Stored data entries
-- -- --

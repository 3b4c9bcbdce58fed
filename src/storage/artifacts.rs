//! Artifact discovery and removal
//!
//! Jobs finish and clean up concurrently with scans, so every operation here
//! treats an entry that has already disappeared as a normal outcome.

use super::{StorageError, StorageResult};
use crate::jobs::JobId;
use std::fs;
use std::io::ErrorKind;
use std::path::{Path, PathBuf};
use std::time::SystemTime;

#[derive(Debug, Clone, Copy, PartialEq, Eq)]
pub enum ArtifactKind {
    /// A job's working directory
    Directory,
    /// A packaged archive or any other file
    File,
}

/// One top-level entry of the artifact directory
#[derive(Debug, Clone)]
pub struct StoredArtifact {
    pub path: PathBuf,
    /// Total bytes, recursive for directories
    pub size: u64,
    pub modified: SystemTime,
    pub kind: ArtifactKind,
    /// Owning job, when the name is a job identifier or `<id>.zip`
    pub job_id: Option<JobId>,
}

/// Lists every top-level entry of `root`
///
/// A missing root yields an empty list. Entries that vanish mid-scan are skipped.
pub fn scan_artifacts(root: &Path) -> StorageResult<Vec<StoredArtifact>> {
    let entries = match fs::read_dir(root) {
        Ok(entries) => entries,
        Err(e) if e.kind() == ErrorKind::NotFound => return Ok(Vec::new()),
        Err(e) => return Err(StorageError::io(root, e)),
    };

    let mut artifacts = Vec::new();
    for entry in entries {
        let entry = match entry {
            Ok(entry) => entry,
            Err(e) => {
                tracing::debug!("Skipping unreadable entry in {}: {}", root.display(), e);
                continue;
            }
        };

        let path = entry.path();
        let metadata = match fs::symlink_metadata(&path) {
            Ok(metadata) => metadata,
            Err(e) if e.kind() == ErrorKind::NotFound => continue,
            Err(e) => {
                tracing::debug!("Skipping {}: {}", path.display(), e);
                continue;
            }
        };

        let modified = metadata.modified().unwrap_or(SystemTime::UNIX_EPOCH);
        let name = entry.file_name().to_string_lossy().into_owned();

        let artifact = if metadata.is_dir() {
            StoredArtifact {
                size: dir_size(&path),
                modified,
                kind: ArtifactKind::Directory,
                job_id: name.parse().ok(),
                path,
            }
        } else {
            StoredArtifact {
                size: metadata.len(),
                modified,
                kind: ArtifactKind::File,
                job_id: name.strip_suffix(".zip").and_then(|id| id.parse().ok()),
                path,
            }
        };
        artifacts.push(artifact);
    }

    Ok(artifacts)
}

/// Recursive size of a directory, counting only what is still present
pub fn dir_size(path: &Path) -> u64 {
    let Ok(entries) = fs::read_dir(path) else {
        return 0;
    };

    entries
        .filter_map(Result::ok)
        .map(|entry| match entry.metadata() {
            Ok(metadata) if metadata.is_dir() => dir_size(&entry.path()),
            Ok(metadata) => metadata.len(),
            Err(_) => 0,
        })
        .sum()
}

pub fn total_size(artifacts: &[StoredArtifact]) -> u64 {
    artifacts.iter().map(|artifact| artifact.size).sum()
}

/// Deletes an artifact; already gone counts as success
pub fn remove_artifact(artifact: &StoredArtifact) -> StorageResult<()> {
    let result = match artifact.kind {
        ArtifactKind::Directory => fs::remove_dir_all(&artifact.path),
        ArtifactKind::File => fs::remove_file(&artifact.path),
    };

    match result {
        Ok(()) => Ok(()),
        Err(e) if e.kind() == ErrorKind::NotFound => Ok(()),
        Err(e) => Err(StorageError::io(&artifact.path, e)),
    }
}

-- -- --

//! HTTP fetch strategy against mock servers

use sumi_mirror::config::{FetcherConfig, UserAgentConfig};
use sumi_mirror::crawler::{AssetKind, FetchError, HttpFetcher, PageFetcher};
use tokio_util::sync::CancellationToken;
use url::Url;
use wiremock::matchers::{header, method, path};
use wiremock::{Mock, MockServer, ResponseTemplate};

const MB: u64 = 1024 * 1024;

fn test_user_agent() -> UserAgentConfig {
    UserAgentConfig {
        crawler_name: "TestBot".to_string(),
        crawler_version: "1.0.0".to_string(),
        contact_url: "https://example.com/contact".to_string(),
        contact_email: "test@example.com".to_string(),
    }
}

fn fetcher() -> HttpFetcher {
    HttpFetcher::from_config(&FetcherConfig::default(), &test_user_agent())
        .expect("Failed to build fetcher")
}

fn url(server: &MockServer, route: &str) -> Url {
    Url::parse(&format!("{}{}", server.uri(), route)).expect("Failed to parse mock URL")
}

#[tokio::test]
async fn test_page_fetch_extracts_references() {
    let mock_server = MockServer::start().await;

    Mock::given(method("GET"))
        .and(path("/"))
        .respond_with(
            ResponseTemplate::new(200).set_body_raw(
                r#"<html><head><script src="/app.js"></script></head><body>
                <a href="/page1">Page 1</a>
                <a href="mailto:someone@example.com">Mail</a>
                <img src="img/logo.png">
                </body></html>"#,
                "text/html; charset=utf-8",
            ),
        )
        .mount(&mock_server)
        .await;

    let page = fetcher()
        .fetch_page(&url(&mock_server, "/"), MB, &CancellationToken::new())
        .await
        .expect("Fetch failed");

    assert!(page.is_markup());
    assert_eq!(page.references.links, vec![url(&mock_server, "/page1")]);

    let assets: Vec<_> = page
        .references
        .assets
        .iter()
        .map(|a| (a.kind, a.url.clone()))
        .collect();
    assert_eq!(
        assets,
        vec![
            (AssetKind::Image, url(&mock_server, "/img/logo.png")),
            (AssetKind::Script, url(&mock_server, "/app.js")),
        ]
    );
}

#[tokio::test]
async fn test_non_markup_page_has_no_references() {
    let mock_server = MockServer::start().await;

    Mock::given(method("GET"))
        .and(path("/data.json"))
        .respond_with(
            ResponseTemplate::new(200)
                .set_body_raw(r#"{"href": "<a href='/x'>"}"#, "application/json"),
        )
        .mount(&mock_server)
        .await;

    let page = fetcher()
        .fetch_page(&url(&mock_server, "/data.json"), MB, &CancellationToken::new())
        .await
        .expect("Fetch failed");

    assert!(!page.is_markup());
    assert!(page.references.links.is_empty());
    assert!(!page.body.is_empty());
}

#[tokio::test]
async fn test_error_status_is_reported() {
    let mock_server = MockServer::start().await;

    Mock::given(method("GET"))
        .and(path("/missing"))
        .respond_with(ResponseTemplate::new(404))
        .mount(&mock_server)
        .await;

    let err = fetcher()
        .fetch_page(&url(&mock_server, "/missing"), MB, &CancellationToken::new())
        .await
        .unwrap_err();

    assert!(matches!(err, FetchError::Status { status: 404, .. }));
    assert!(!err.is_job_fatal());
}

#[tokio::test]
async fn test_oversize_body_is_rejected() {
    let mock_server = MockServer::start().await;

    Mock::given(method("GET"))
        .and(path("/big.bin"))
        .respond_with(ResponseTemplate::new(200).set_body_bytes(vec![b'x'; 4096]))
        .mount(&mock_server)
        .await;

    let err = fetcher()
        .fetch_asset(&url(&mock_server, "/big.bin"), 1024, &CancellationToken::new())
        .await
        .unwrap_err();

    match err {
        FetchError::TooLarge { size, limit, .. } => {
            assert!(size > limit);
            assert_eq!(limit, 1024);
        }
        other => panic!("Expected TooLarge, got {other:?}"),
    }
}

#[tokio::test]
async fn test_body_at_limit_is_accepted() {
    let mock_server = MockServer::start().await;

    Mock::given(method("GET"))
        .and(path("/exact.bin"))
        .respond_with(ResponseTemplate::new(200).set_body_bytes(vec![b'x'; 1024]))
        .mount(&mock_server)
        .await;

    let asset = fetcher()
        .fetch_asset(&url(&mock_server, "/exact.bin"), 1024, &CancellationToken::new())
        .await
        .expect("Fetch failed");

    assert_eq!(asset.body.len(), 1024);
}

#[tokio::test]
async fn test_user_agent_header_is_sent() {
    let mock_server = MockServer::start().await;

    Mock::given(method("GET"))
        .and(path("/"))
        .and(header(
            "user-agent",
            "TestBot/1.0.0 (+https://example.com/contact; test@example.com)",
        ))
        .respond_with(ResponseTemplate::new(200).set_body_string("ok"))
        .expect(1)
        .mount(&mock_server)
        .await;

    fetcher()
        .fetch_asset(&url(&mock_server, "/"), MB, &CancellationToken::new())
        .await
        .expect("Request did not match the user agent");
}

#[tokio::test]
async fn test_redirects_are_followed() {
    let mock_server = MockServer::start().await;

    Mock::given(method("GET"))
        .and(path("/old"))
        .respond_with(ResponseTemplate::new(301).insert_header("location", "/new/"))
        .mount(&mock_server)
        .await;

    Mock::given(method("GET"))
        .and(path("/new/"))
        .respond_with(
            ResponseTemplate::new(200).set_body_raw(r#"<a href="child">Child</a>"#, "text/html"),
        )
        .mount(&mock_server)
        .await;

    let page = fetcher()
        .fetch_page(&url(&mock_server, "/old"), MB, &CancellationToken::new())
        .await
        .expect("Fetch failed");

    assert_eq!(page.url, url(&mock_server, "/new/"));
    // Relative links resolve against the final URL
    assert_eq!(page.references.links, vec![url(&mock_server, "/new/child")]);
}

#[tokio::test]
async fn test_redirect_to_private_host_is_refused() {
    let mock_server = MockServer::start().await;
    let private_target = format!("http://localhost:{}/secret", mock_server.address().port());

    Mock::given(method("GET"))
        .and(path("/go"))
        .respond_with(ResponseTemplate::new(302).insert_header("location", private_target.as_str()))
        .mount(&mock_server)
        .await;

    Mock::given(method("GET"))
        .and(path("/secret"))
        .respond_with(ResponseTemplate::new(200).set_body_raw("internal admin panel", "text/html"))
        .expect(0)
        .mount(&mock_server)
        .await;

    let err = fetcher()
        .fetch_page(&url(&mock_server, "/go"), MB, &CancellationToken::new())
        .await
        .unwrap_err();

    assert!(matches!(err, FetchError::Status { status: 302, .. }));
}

-- -- --

» TASK PROMPT
Only the lines above starting at the one containing "repository 3b4c9bcbdce58fed" and ending at the one containing "pub enum ArtifactKind", both included, are to be returned, exactly as they read.

» OUTPUT
repository 3b4c9bcbdce58fed
filename src/storage/artifacts.rs
//! Artifact discovery and removal
//!
//! Jobs finish and clean up concurrently with scans, so every operation here
//! treats an entry that has already disappeared as a normal outcome.

use super::{StorageError, StorageResult};
use crate::jobs::JobId;
use std::fs;
use std::io::ErrorKind;
use std::path::{Path, PathBuf};
use std::time::SystemTime;

#[derive(Debug, Clone, Copy, PartialEq, Eq)]
pub enum ArtifactKind {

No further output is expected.